Providing social services — parenting classes, health care, nutrition help,  afterschool programs and more — hasn’t improved achievement for students at Harlem Children’s Zone‘s Promise Academy, concludes a Brookings study.  The zone’s six-year-old charter school, which includes an elementary, middle and high school, outperforms the New York city average, when adjusted for demographics.  But its performance is only average — a bit higher in math, lower in reading — compared to Bronx and Manhattan charter schools that offer no social or community services. (Scores were adjusted for student poverty levels and the percentage of black, Hispanic and limited English proficient students.)

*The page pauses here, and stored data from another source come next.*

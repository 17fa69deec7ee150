//! The gas contract: the `AllowGas`/`SpendGas` pair that brackets every
//! transaction to fund and settle its metered execution (spec.md §4.4
//! "Gas contract").

use crate::token;
use num_bigint::BigInt;
use num_traits::ToPrimitive;
use vela_core::Address;
use vela_runtime::{encode_gas_escrow, encode_gas_payment, EventKind, NativeContract, Runtime};
use vela_vm::{VMObject, VmError, VmResult};

/// Fee payments settle in FuelToken (KCAL), the token staking accrues.
pub const FUEL_TOKEN: &str = "KCAL";

pub struct GasContract;

impl NativeContract for GasContract {
    fn name(&self) -> &str {
        "gas"
    }

    fn invoke(&self, runtime: &mut Runtime, method: &str, args: Vec<VMObject>) -> VmResult<VMObject> {
        match method {
            "AllowGas" => self.allow_gas(runtime, args),
            "SpendGas" => self.spend_gas(runtime, args),
            other => Err(VmError::UnknownInterop(format!("gas.{other}"))),
        }
    }
}

fn arg_address(args: &[VMObject], i: usize) -> VmResult<Address> {
    args.get(i)
        .ok_or_else(|| VmError::BoundsViolation(format!("missing argument {i}")))?
        .as_address()
}

fn arg_int(args: &[VMObject], i: usize) -> VmResult<BigInt> {
    args.get(i)
        .ok_or_else(|| VmError::BoundsViolation(format!("missing argument {i}")))?
        .as_int()
}

fn as_u64(value: &BigInt) -> VmResult<u64> {
    value.to_u64().ok_or_else(|| VmError::Thrown("gas amount does not fit in u64".to_string()))
}

impl GasContract {
    /// Escrows the fee budget before the rest of the transaction's script
    /// runs; `Runtime.Notify`'s `GasEscrow` interception sets `maxGas`/
    /// `gasPrice` from this call's payload.
    fn allow_gas(&self, runtime: &mut Runtime, args: Vec<VMObject>) -> VmResult<VMObject> {
        let from = arg_address(&args, 0)?;
        let price = as_u64(&arg_int(&args, 1)?)?;
        let limit = as_u64(&arg_int(&args, 2)?)?;
        runtime.expect(runtime.is_witness(&from), "AllowGas requires the payer's witness")?;
        runtime.notify(EventKind::GasEscrow, from, encode_gas_escrow(limit, price));
        Ok(VMObject::Null)
    }

    /// Settles the fee after the script halts: debits the payer for
    /// `usedGas * gasPrice` and credits the block's producer.
    fn spend_gas(&self, runtime: &mut Runtime, args: Vec<VMObject>) -> VmResult<VMObject> {
        let from = arg_address(&args, 0)?;
        runtime.expect(runtime.is_witness(&from), "SpendGas requires the payer's witness")?;
        let amount = runtime.used_gas.saturating_mul(runtime.gas_price);
        let producer = runtime.block.producer;
        token::debit(runtime.change_set, FUEL_TOKEN, &from, &BigInt::from(amount))
            .map_err(|e| VmError::Thrown(e.to_string()))?;
        token::credit(runtime.change_set, FUEL_TOKEN, &producer, &BigInt::from(amount));
        runtime.notify(EventKind::GasPayment, from, encode_gas_payment(amount));
        Ok(VMObject::Null)
    }
}

#[cfg(test)]
mod tests {
    use super::*;
    use num_traits::Zero;
    use std::rc::Rc;
    use vela_core::Timestamp;
    use vela_runtime::{BlockContext, ContractRegistry};
    use vela_storage::{ChangeSet, Storage};

    fn test_runtime<'a>(change_set: &'a mut ChangeSet, producer: Address, used_gas: u64, gas_price: u64) -> Runtime<'a> {
        let mut runtime = Runtime::new(
            change_set,
            Rc::new(ContractRegistry::new()),
            BlockContext { chain_name: "main".to_string(), height: 1, timestamp: Timestamp::new(0), producer },
            vela_core::Hash256::ZERO,
            vec![],
            1_000_000,
            gas_price,
        );
        runtime.used_gas = used_gas;
        runtime
    }

    #[test]
    fn allow_gas_sets_max_gas_and_price_through_notify() {
        let storage = Storage::default();
        let mut cs = storage.fork_change_set();
        let payer = Address::for_contract("payer").unwrap();
        let producer = Address::for_contract("producer").unwrap();
        let mut runtime = test_runtime(&mut cs, producer, 0, 0);
        runtime.signers.push(payer);
        let contract = GasContract;
        contract.allow_gas(&mut runtime, vec![VMObject::Address(payer), VMObject::Int(BigInt::from(3)), VMObject::Int(BigInt::from(5000))]).unwrap();
        assert_eq!(runtime.max_gas, 5000);
        assert_eq!(runtime.gas_price, 3);
    }

    #[test]
    fn spend_gas_debits_payer_and_credits_the_block_producer() {
        let storage = Storage::default();
        let mut cs = storage.fork_change_set();
        let payer = Address::for_contract("payer").unwrap();
        let producer = Address::for_contract("producer").unwrap();
        token::create(&mut cs, FUEL_TOKEN, "Fuel", 10, BigInt::zero(), Default::default()).unwrap();
        token::mint(&mut cs, FUEL_TOKEN, &payer, &BigInt::from(1000)).unwrap();

        let mut runtime = test_runtime(&mut cs, producer, 100, 2);
        runtime.signers.push(payer);
        let contract = GasContract;
        contract.spend_gas(&mut runtime, vec![VMObject::Address(payer)]).unwrap();

        assert_eq!(token::get_balance(&cs, FUEL_TOKEN, &payer), BigInt::from(800));
        assert_eq!(token::get_balance(&cs, FUEL_TOKEN, &producer), BigInt::from(200));
    }
}
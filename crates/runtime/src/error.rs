//! Errors raised by the runtime's own entry points (executing a script to
//! completion). Faults raised *during* execution travel as [`vela_vm::VmError`]
//! through the `InteropHost` seam instead, since that is the channel the
//! engine already understands.

use thiserror::Error;

#[derive(Error, Debug)]
pub enum RuntimeError {
    #[error("contract {0} is not registered")]
    UnknownContract(String),

    #[error(transparent)]
    Storage(#[from] vela_storage::StorageError),

    #[error(transparent)]
    Core(#[from] vela_core::CoreError),
}

pub type RuntimeResult<T> = Result<T, RuntimeError>;
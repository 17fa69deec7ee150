//! Cryptography collaborator hooks: hashing and secp256r1 signatures.
//!
//! These are the primitive operations spec.md §6 names under the `Crypto`
//! collaborator hook. Witness verification over a transaction (matching a
//! signature against the set of addresses referenced during execution)
//! lives one layer up, in `vela-chain`, since it needs the transaction's
//! signed preimage.

use p256::ecdsa::signature::{Signer, Verifier};
use p256::ecdsa::{Signature, SigningKey, VerifyingKey};
use rand::rngs::OsRng;
use ripemd::Ripemd160;
use sha2::{Digest, Sha256};

/// SHA-256 of `data`.
pub fn sha256(data: &[u8]) -> [u8; 32] {
    let digest = Sha256::digest(data);
    let mut out = [0u8; 32];
    out.copy_from_slice(&digest);
    out
}

/// RIPEMD-160 of `data`.
pub fn ripemd160(data: &[u8]) -> [u8; 20] {
    let digest = Ripemd160::digest(data);
    let mut out = [0u8; 20];
    out.copy_from_slice(&digest);
    out
}

/// A secp256r1 keypair, for genesis bootstrap and test fixtures.
pub struct KeyPair {
    signing_key: SigningKey,
}

impl KeyPair {
    /// Generates a fresh keypair.
    pub fn generate() -> Self {
        Self {
            signing_key: SigningKey::random(&mut OsRng),
        }
    }

    /// The 33-byte SEC1-compressed public key, suitable for wrapping as an
    /// [`crate::Address`].
    pub fn compressed_public_key(&self) -> [u8; 33] {
        let point = VerifyingKey::from(&self.signing_key)
            .to_encoded_point(true);
        let mut out = [0u8; 33];
        out.copy_from_slice(point.as_bytes());
        out
    }

    /// Signs `message` with this keypair's private key.
    pub fn sign(&self, message: &[u8]) -> Vec<u8> {
        let sig: Signature = self.signing_key.sign(message);
        sig.to_der().as_bytes().to_vec()
    }
}

/// Verifies a secp256r1 signature over `message` against a 33-byte
/// compressed public key.
pub fn verify(public_key: &[u8; 33], message: &[u8], signature_der: &[u8]) -> bool {
    let Ok(key) = VerifyingKey::from_sec1_bytes(public_key) else {
        return false;
    };
    let Ok(sig) = Signature::from_der(signature_der) else {
        return false;
    };
    key.verify(message, &sig).is_ok()
}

Zone founder Geoffrey Canada has raised $100 million in private donations to improve the neighborhood and create better schools. However, Promise Academy students living in the zone, who were eligible for the full range of services, did no better than classmates living outside the zone, who received only the chance to attend the charter school, according to a Harvard study. In other words, the school alone made a difference.

Evidence undercuts the Broader, Bolder thesis that comprehensive community services are essential to improving  disadvantaged students’ achievement, argue Brookings authors Russ Whitehurst and Michelle Croft.

There is no compelling evidence that investments in parenting classes, health services, nutritional programs, and community improvement in general have appreciable effects on student achievement in schools in the U.S.

. . .  there is a large and growing body of evidence that schools themselves can have significant impacts on student achievement. The most powerful educational effects over which we have any societal control occur within the walls of schools.  They are the effects produced by good teachers, effective curriculum, and the changes in leadership, management, culture, and time to learn that are incorporated into schools that beat the odds, including successful charter schools.

Improving neighborhoods is a desirable goal, but it’s not education reform, Whitehurst and Croft write. And it’s very expensive.

Inspired by the Harlem Children’s Zone, President Obama is seeking $210 million to create Promise Neighborhoods in 20 cities. That’s not enough to replicate the web of services provided in Harlem, the authors write. If the goal is better schools, the money should be spent on creating better schools. 

After only six years, it’s too soon to write off the Harlem Children’s Zone idea, writes Jay Mathews.